"In Extremis"
In sacramental parlance that phrase refers to a Sacrament given in extreme circumstances, usually meaning the recipient is in some danger of death. Today I administered the Sacrament of Confirmation to a young parishioner, a ten year old boy named Edgar Rodriguez who has brain cancer. Luckily, when the brain tumor was found, surgeons were able to remove all of it. However, the type of cancer he has is known to spread its cells out and so he must endure a tough period of treatments. He is currently four weeks into daily (Monday through Friday) radiation treatments. He has two weeks remaining of that. After a six week break, he will require chemotherapy for one year. By the time this ordeal is complete, it will probably have been a year and a half battle to get rid of the disease trying to kill him. His prognosis is good, but, let's face it, to beat this disease requires that the boy be filled with poisons and it will be a very hard year and more for him. He certainly is a candidate for in extremis Sacraments, even if we expect his eventual recovery.
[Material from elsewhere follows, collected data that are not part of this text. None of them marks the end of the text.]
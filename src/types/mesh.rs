use glam::Vec3;

/// The fundamental geometry container.
///
/// All buffers are contiguous `Vec<f32>` / `Vec<u32>` for zero-copy handoff to
/// a rendering host. Per-vertex buffers are positionally aligned: the i-th
/// entry of every attribute describes the same vertex.
#[derive(Debug, Clone, Default, PartialEq)]
pub struct MeshBuffers {
    /// Interleaved positions: [x, y, z, x, y, z, ...]
    pub positions: Vec<f32>,
    /// Interleaved normals: [nx, ny, nz, ...] or empty
    pub normals: Vec<f32>,
    /// Interleaved UVs: [u, v, u, v, ...] or empty
    pub uvs: Vec<f32>,
    /// Interleaved vertex colors: [r, g, b, a, ...] or empty
    pub colors: Vec<f32>,
    /// Interleaved tangents: [x, y, z, w, ...] or empty; w carries handedness
    pub tangents: Vec<f32>,
    /// Triangle indices into the vertex buffers
    pub indices: Vec<u32>,
}

impl MeshBuffers {
    /// Number of vertices (positions / 3).
    pub fn vertex_count(&self) -> usize {
        self.positions.len() / 3
    }

    /// Number of triangles (indices / 3).
    pub fn triangle_count(&self) -> usize {
        self.indices.len() / 3
    }

    /// Whether normals are present.
    pub fn has_normals(&self) -> bool {
        !self.normals.is_empty()
    }

    /// Whether UV coordinates are present.
    pub fn has_uvs(&self) -> bool {
        !self.uvs.is_empty()
    }

    /// Whether vertex colors are present.
    pub fn has_colors(&self) -> bool {
        !self.colors.is_empty()
    }

    /// Whether tangents are present.
    pub fn has_tangents(&self) -> bool {
        !self.tangents.is_empty()
    }

    /// Whether the mesh contains no geometry.
    pub fn is_empty(&self) -> bool {
        self.positions.is_empty()
    }

    /// Position of vertex `i`.
    pub fn position(&self, i: usize) -> Vec3 {
        Vec3::new(
            self.positions[i * 3],
            self.positions[i * 3 + 1],
            self.positions[i * 3 + 2],
        )
    }

    /// Normal of vertex `i`. Requires `has_normals()`.
    pub fn normal(&self, i: usize) -> Vec3 {
        Vec3::new(
            self.normals[i * 3],
            self.normals[i * 3 + 1],
            self.normals[i * 3 + 2],
        )
    }

    /// Check buffer alignment and index ranges.
    ///
    /// Every present attribute buffer must cover exactly `vertex_count()`
    /// vertices at its stride, the index count must be a multiple of 3, and
    /// every index must reference an existing vertex.
    pub fn validate(&self) -> bool {
        if self.positions.len() % 3 != 0 {
            return false;
        }
        let vertex_count = self.vertex_count();

        if self.has_normals() && self.normals.len() != vertex_count * 3 {
            return false;
        }
        if self.has_uvs() && self.uvs.len() != vertex_count * 2 {
            return false;
        }
        if self.has_colors() && self.colors.len() != vertex_count * 4 {
            return false;
        }
        if self.has_tangents() && self.tangents.len() != vertex_count * 4 {
            return false;
        }
        if self.indices.len() % 3 != 0 {
            return false;
        }

        self.indices.iter().all(|&i| (i as usize) < vertex_count)
    }
}
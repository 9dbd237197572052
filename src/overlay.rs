//! Debug overlay geometry: edge lines, normal rays, and vertex-index labels
//! built from mesh buffers. Drawing is the host's job; this module only
//! produces the segments and label anchors it would draw.

use serde::Serialize;

use crate::types::MeshBuffers;

/// RGBA line colors, one per edge within a triangle: 0→1 red, 1→2 green,
/// 2→0 blue.
pub const EDGE_COLORS: [[f32; 4]; 3] = [
    [1.0, 0.0, 0.0, 1.0],
    [0.0, 1.0, 0.0, 1.0],
    [0.0, 0.0, 1.0, 1.0],
];

/// RGBA color of normal rays.
pub const NORMAL_RAY_COLOR: [f32; 4] = [1.0, 1.0, 0.0, 1.0];

/// Which overlay elements to build.
#[derive(Debug, Clone, Copy, Default, PartialEq)]
pub struct OverlaySettings {
    pub show_edges: bool,
    pub show_vertex_labels: bool,
    /// Length of the per-vertex normal rays; 0 disables them.
    pub normals_length: f32,
}

impl OverlaySettings {
    /// Whether any overlay element is enabled.
    pub fn any_enabled(&self) -> bool {
        self.show_edges || self.show_vertex_labels || self.normals_length > 0.0
    }
}

/// A colored line segment.
#[derive(Debug, Clone, Serialize)]
pub struct OverlayLine {
    pub start: [f32; 3],
    pub end: [f32; 3],
    pub color: [f32; 4],
}

/// A text label anchored at a point.
#[derive(Debug, Clone, Serialize)]
pub struct OverlayLabel {
    pub position: [f32; 3],
    pub text: String,
}

/// Overlay output: line segments plus label anchors, ready for a host to draw.
#[derive(Debug, Clone, Default, Serialize)]
pub struct OverlayGeometry {
    pub lines: Vec<OverlayLine>,
    pub labels: Vec<OverlayLabel>,
}

/// Build overlay geometry for a mesh according to the given settings.
pub fn build_overlay(mesh: &MeshBuffers, settings: &OverlaySettings) -> OverlayGeometry {
    let mut geometry = OverlayGeometry::default();

    if settings.show_edges {
        for tri in mesh.indices.chunks_exact(3) {
            for edge in 0..3 {
                let from = mesh.position(tri[edge] as usize);
                let to = mesh.position(tri[(edge + 1) % 3] as usize);
                geometry.lines.push(OverlayLine {
                    start: from.to_array(),
                    end: to.to_array(),
                    color: EDGE_COLORS[edge],
                });
            }
        }
    }

    let draw_normals = settings.normals_length > 0.0 && mesh.has_normals();
    for i in 0..mesh.vertex_count() {
        if draw_normals {
            let origin = mesh.position(i);
            let tip = origin + mesh.normal(i) * settings.normals_length;
            geometry.lines.push(OverlayLine {
                start: origin.to_array(),
                end: tip.to_array(),
                color: NORMAL_RAY_COLOR,
            });
        }

        if settings.show_vertex_labels {
            geometry.labels.push(OverlayLabel {
                position: mesh.position(i).to_array(),
                text: i.to_string(),
            });
        }
    }

    geometry
}

#[cfg(test)]
mod tests {
    use glam::Vec2;

    use super::*;
    use crate::generate::plane::generate_plane;

    #[test]
    fn disabled_settings_produce_nothing() {
        let mesh = generate_plane(Vec2::ONE, 2);
        let geometry = build_overlay(&mesh, &OverlaySettings::default());
        assert!(geometry.lines.is_empty());
        assert!(geometry.labels.is_empty());
        assert!(!OverlaySettings::default().any_enabled());
    }

    #[test]
    fn edges_emit_three_lines_per_triangle() {
        let mesh = generate_plane(Vec2::ONE, 1);
        let settings = OverlaySettings {
            show_edges: true,
            ..Default::default()
        };

        let geometry = build_overlay(&mesh, &settings);
        assert_eq!(geometry.lines.len(), mesh.triangle_count() * 3);
        // Per-edge color coding cycles red, green, blue
        assert_eq!(geometry.lines[0].color, EDGE_COLORS[0]);
        assert_eq!(geometry.lines[1].color, EDGE_COLORS[1]);
        assert_eq!(geometry.lines[2].color, EDGE_COLORS[2]);
    }

    #[test]
    fn edge_endpoints_follow_indices() {
        let mesh = generate_plane(Vec2::new(2.0, 2.0), 1);
        let settings = OverlaySettings {
            show_edges: true,
            ..Default::default()
        };

        let geometry = build_overlay(&mesh, &settings);
        // First triangle is (0, 2, 3): first edge runs 0 → 2
        assert_eq!(geometry.lines[0].start, [0.0, 0.0, 0.0]);
        assert_eq!(geometry.lines[0].end, [0.0, 0.0, 2.0]);
    }

    #[test]
    fn normal_rays_scale_with_length() {
        let mesh = generate_plane(Vec2::ONE, 1);
        let settings = OverlaySettings {
            normals_length: 0.25,
            ..Default::default()
        };

        let geometry = build_overlay(&mesh, &settings);
        assert_eq!(geometry.lines.len(), mesh.vertex_count());
        for line in &geometry.lines {
            assert_eq!(line.color, NORMAL_RAY_COLOR);
            // Plane normals point up, so rays rise by exactly the length
            assert!((line.end[1] - line.start[1] - 0.25).abs() < 1e-6);
        }
    }

    #[test]
    fn zero_length_disables_rays() {
        let mesh = generate_plane(Vec2::ONE, 1);
        let settings = OverlaySettings {
            normals_length: 0.0,
            show_vertex_labels: true,
            ..Default::default()
        };

        let geometry = build_overlay(&mesh, &settings);
        assert!(geometry.lines.is_empty());
        assert_eq!(geometry.labels.len(), 4);
    }

    #[test]
    fn no_rays_without_normals() {
        let mut mesh = generate_plane(Vec2::ONE, 1);
        mesh.normals.clear();
        let settings = OverlaySettings {
            normals_length: 1.0,
            ..Default::default()
        };

        let geometry = build_overlay(&mesh, &settings);
        assert!(geometry.lines.is_empty());
    }

    #[test]
    fn labels_carry_vertex_indices() {
        let mesh = generate_plane(Vec2::ONE, 1);
        let settings = OverlaySettings {
            show_vertex_labels: true,
            ..Default::default()
        };

        let geometry = build_overlay(&mesh, &settings);
        assert_eq!(geometry.labels.len(), 4);
        assert_eq!(geometry.labels[0].text, "0");
        assert_eq!(geometry.labels[3].text, "3");
        assert_eq!(geometry.labels[3].position, mesh.position(3).to_array());
    }
}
I am sharing this experience because it is a significant event in these first months of my service as pastor of the parish. That I am this boy's pastor means I have a more clear responsibility for him and I think that has made the whole emotional experience of this even more raw for me. I have been rather surprised at my personal reaction to this situation. Let me see if I can explain.
All of the treatments from surgery to radiation to eventual chemotherapy require the boy and his family to travel to Oklahoma City (more than four hours from here). They are living in the Ronald McDonald House during his treatments. The family is originally from Mexico and the parents speak no English. They have no insurance and no bank account. You don't need me to dwell on the financial crisis of this matter. I have feared that the parents, speaking no English, and having to reside now in a large and foreign city, do not fully understand the doctors, the boy's diagnosis, prognosis and treatment. The hospital does provide translators, but there are not many and I wonder if all the necessary information is getting to this family. I have tried to intervene to give them some resources in Oklahoma City (including Catholic Charities) so that they are not so lost and alone. In addition, when I make trips to Oklahoma City for business, I generally stop in at the hospital to visit the family just before or after the radiation treatments.
Last week it really hit me hard. The boy is really weak now. He has lost his hair and his complexion is very ashen and pale. He has this blank, empty stare on his face that occasionally is chased away when he forces a smile. I gave him Holy Communion last week and, after departing the family's company, as I walked back to my car, I sort of broke down. I just sat in my car crying. Even though I had just given him the most that anyone could give him (The Body and Blood of Jesus), the thought in my sad heart was, "There is nothing I can do for him." Certainly I know the value of prayer and the Sacraments, and I believe in them, but in that moment it was irrational emotion that came to the surface. I also found myself thinking, "I can't imagine what a parent with a very sick child must go through." A wise, older priest, with whom I shared this experience, said to me, "Oh, but you can. You are experiencing it right now. The boy's parents may experience this in a way you cannot, but you also are experiencing this in a way they cannot." In other words, as his pastor, I am the boy's spiritual father and my hopes and dreams for this kid are threatened too by the ravages of his disease.
So, today, following the Spanish Mass, I administered to Edgar the Sacraments of Confirmation and Anointing of the Sick. He was home from the hospital for the weekend and so this opportunity allowed many of his family, friends, and parishioners to be present for this important moment "in extremis." Prayers for Edgar are most welcome!